The Company is in discussions with the MDE regarding the possible responsibilities of the Company for remediation of a gas manufacturing plant site located in Cambridge, Maryland. The outcome of this matter cannot be determined at this time.
Application of Florida Gross Receipts Tax
The Company provides natural gas supply and management services through its affiliate, Peninsula Energy Services Company, Inc. (“PESCO”), to commercial and industrial customers located in Florida. Substantially all of the natural gas purchased by PESCO’s customers is sold to the customers at delivery points located outside the State of Florida and because title to the gas typically passes outside Florida, PESCO does not collect gross receipts taxes from its customers. The Company understands that the Florida Department of Revenue has alleged that other companies in the natural gas marketing industry should have collected the gross receipts tax from the purchasers of the gas under similar circumstances. On June 8, 2005, new legislation was enacted that establishes the responsibilities of regulated utilities, including Chesapeake (d/b/a/ Central Florida Gas), as well as unregulated natural gas marketers, such as PESCO, for the collection of the gross receipts tax.

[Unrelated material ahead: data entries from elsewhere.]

//! Drill data model
//!
//! All coordinates are percentages of the pitch container, x and y in [0, 100].

use crate::error::{DrillError, Result};
use serde::{Deserialize, Serialize};
use std::collections::HashSet;
use std::fmt;

/// Highest level a drill may be classified with.
pub const MAX_LEVEL: u8 = 5;

/// A point in percentage space.
#[derive(Debug, Clone, Copy, PartialEq, Serialize, Deserialize)]
pub struct Point {
    pub x: f32,
    pub y: f32,
}

impl Point {
    pub const fn new(x: f32, y: f32) -> Self {
        Self { x, y }
    }
}

/// Shirt label of a player. Either a plain number or free text ("D1", "GK").
#[derive(Debug, Clone, PartialEq, Eq, Serialize, Deserialize)]
#[serde(untagged)]
pub enum PlayerNumber {
    Numeric(u32),
    Label(String),
}

impl fmt::Display for PlayerNumber {
    fn fmt(&self, f: &mut fmt::Formatter) -> fmt::Result {
        match self {
            PlayerNumber::Numeric(n) => write!(f, "{}", n),
            PlayerNumber::Label(label) => write!(f, "{}", label),
        }
    }
}

/// A player inside one frame of a drill.
#[derive(Debug, Clone, PartialEq, Serialize, Deserialize)]
pub struct Player {
    #[serde(flatten)]
    pub position: Point,
    /// Free-form squad tag ("A", "B", "neutral", ...)
    pub team: String,
    pub number: PlayerNumber,
}

#[derive(Debug, Clone, Copy, PartialEq, Eq, Hash, Default, Serialize, Deserialize)]
#[serde(rename_all = "lowercase")]
pub enum ObstacleKind {
    Cone,
    Goal,
    #[default]
    Generic,
}

/// Static marker on the pitch. Obstacles never move during playback.
#[derive(Debug, Clone, PartialEq, Serialize, Deserialize)]
pub struct Obstacle {
    #[serde(flatten)]
    pub position: Point,
    #[serde(default)]
    pub kind: ObstacleKind,
}

/// Coaching cue shown in a tooltip.
#[derive(Debug, Clone, PartialEq, Eq, Serialize, Deserialize)]
pub struct Cue {
    pub keyword: String,
    pub description: String,
}

/// Level filter applied to the catalog.
#[derive(Debug, Clone, Copy, PartialEq, Eq, Default, Serialize, Deserialize)]
pub enum LevelFilter {
    #[default]
    All,
    Level(u8),
}

impl LevelFilter {
    /// Drills without a level only pass the `All` filter.
    pub fn matches(&self, drill: &Drill) -> bool {
        match self {
            LevelFilter::All => true,
            LevelFilter::Level(level) => drill.level == Some(*level),
        }
    }
}

impl From<Option<u8>> for LevelFilter {
    fn from(level: Option<u8>) -> Self {
        level.map(LevelFilter::Level).unwrap_or(LevelFilter::All)
    }
}

/// A training drill as authored in the catalog.
#[derive(Debug, Clone, PartialEq, Serialize, Deserialize)]
#[serde(rename_all = "camelCase")]
pub struct Drill {
    pub id: String,
    pub name: String,
    pub description: String,
    #[serde(default, skip_serializing_if = "Option::is_none")]
    pub exercise_description: Option<String>,
    /// 1..=5, `None` means unclassified
    #[serde(default, skip_serializing_if = "Option::is_none")]
    pub level: Option<u8>,
    /// Planned length of the drill in the session plan
    #[serde(default, skip_serializing_if = "Option::is_none")]
    pub duration_minutes: Option<u32>,
    /// Waypoints of the main ball, traversed cyclically
    pub path: Vec<Point>,
    #[serde(default, skip_serializing_if = "Option::is_none")]
    pub multiple_balls: Option<Vec<Vec<Point>>>,
    #[serde(default, skip_serializing_if = "Option::is_none")]
    pub players: Option<Vec<Vec<Player>>>,
    #[serde(default, skip_serializing_if = "Vec::is_empty")]
    pub obstacles: Vec<Obstacle>,
    #[serde(default)]
    pub cues: Vec<Cue>,
}

/// Everything visible on the pitch at one step of a drill.
#[derive(Debug, Clone, PartialEq)]
pub struct Positions<'a> {
    pub step_index: usize,
    /// One point for single-ball drills, the whole frame otherwise
    pub balls: &'a [Point],
    /// Empty when the drill has no player frames
    pub players: &'a [Player],
    pub obstacles: &'a [Obstacle],
}

impl Drill {
    pub fn path_len(&self) -> usize {
        self.path.len()
    }

    pub fn cue(&self, keyword: &str) -> Option<&Cue> {
        self.cues.iter().find(|c| c.keyword == keyword)
    }

    /// Project the drill onto one step.
    pub fn positions_at(&self, step_index: usize) -> Result<Positions<'_>> {
        self.check_frames()?;

        let balls = match &self.multiple_balls {
            Some(frames) => frames
                .get(step_index)
                .map(|frame| frame.as_slice())
                .ok_or_else(|| DrillError::out_of_range(step_index, frames.len()))?,
            None => self
                .path
                .get(step_index)
                .map(std::slice::from_ref)
                .ok_or_else(|| DrillError::out_of_range(step_index, self.path.len()))?,
        };

        let players = match &self.players {
            Some(frames) => frames
                .get(step_index)
                .map(|frame| frame.as_slice())
                .ok_or_else(|| DrillError::out_of_range(step_index, frames.len()))?,
            None => &[],
        };

        Ok(Positions { step_index, balls, players, obstacles: &self.obstacles })
    }

    /// Frame arrays must have one entry per path step.
    pub fn check_frames(&self) -> Result<()> {
        let path_len = self.path.len();

        if let Some(frames) = &self.multiple_balls {
            if frames.len() != path_len {
                return Err(DrillError::InvalidState(format!(
                    "drill '{}': multipleBalls has {} frames, path has {} points",
                    self.id,
                    frames.len(),
                    path_len
                )));
            }
        }

        if let Some(frames) = &self.players {
            if frames.len() != path_len {
                return Err(DrillError::InvalidState(format!(
                    "drill '{}': players has {} frames, path has {} points",
                    self.id,
                    frames.len(),
                    path_len
                )));
            }
        }

        Ok(())
    }

    /// Structural checks applied when a catalog is built.
    pub fn validate(&self) -> Result<()> {
        if self.path.is_empty() {
            return Err(DrillError::InvalidState(format!("drill '{}': empty path", self.id)));
        }

        if let Some(level) = self.level {
            if level == 0 || level > MAX_LEVEL {
                return Err(DrillError::InvalidState(format!(
                    "drill '{}': level {} outside 1..={}",
                    self.id, level, MAX_LEVEL
                )));
            }
        }

        self.check_frames()?;

        let mut keywords = HashSet::new();
        for cue in &self.cues {
            if !keywords.insert(cue.keyword.as_str()) {
                return Err(DrillError::InvalidState(format!(
                    "drill '{}': duplicate cue keyword '{}'",
                    self.id, cue.keyword
                )));
            }
        }

        Ok(())
    }
}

The law also contains amnesty provisions relating to the failure to collect gross receipts taxes on sales made prior to January 1, 2006. While the Company does not believe that it has any liability, it has prepared the required amnesty documents to be submitted to the Department of Revenue for both Chesapeake and PESCO during the fourth quarter of 2005. The Company received a conditional approval of its amnesty documents from the Florida Department of Revenue in a letter dated October 18, 2005. This conditional approval is stated in the Company’s amnesty application and is expressly conditioned on those facts being accurate.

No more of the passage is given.